• [Directions]: Where a line of the listing below includes the word "parse", reproduce that line.

• [Data to use]:
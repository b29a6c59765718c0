use serde::Deserialize;

pub const DEFAULT_DATABASE_URL: &str = "sqlite://shopping_website.db";

#[derive(Debug, Clone, Deserialize)]
pub struct DbConfig {
    pub max_connections: u32,
    pub foreign_keys: bool,
    pub busy_timeout_secs: u64,
}

#[derive(Debug, Clone, Deserialize)]
pub struct AppConfig {
    pub database_url: String,
    pub db: DbConfig,
}

impl AppConfig {
    pub fn from_env() -> anyhow::Result<Self> {
        Self::from_lookup(|key| std::env::var(key).ok())
    }

    /// Builds the config from any key/value source; `from_env` passes the process env.
    pub fn from_lookup<F>(lookup: F) -> anyhow::Result<Self>
    where
        F: Fn(&str) -> Option<String>,
    {
        let database_url = lookup("DATABASE_URL").unwrap_or_else(|| DEFAULT_DATABASE_URL.into());
        check_database_url(&database_url)?;

        let db = DbConfig {
            max_connections: lookup("DB_MAX_CONNECTIONS")
                .and_then(|v| v.parse::<u32>().ok())
                .filter(|n| *n > 0)
                .unwrap_or(5),
            foreign_keys: lookup("DB_FOREIGN_KEYS")
                .map(|v| matches!(v.trim().to_ascii_lowercase().as_str(), "1" | "true" | "yes" | "on"))
                .unwrap_or(false),
            busy_timeout_secs: lookup("DB_BUSY_TIMEOUT_SECS")
                .and_then(|v| v.parse::<u64>().ok())
                .unwrap_or(5),
        };
        Ok(Self { database_url, db })
    }

    /// Replaces the database url, e.g. with a `--database-url` flag.
    pub fn with_database_url(mut self, database_url: String) -> anyhow::Result<Self> {
        check_database_url(&database_url)?;
        self.database_url = database_url;
        Ok(self)
    }
}

fn check_database_url(url: &str) -> anyhow::Result<()> {
    anyhow::ensure!(
        url.starts_with("sqlite:"),
        "DATABASE_URL must be a sqlite url, got {url}"
    );
    Ok(())
}
use thiserror::Error;

/// Failures of cart operations.
#[derive(Debug, Error)]
pub enum CartError {
    /// The cart item is missing or sits in another user's cart.
    #[error("Cart item does not belong to the user.")]
    NotOwned { user_id: i64, cart_item_id: i64 },

    #[error("storage error: {0}")]
    Storage(#[from] sqlx::Error),
}

pub type CartResult<T> = Result<T, CartError>;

• [Reply]:
                .and_then(|v| v.parse::<u32>().ok())
                .and_then(|v| v.parse::<u64>().ok())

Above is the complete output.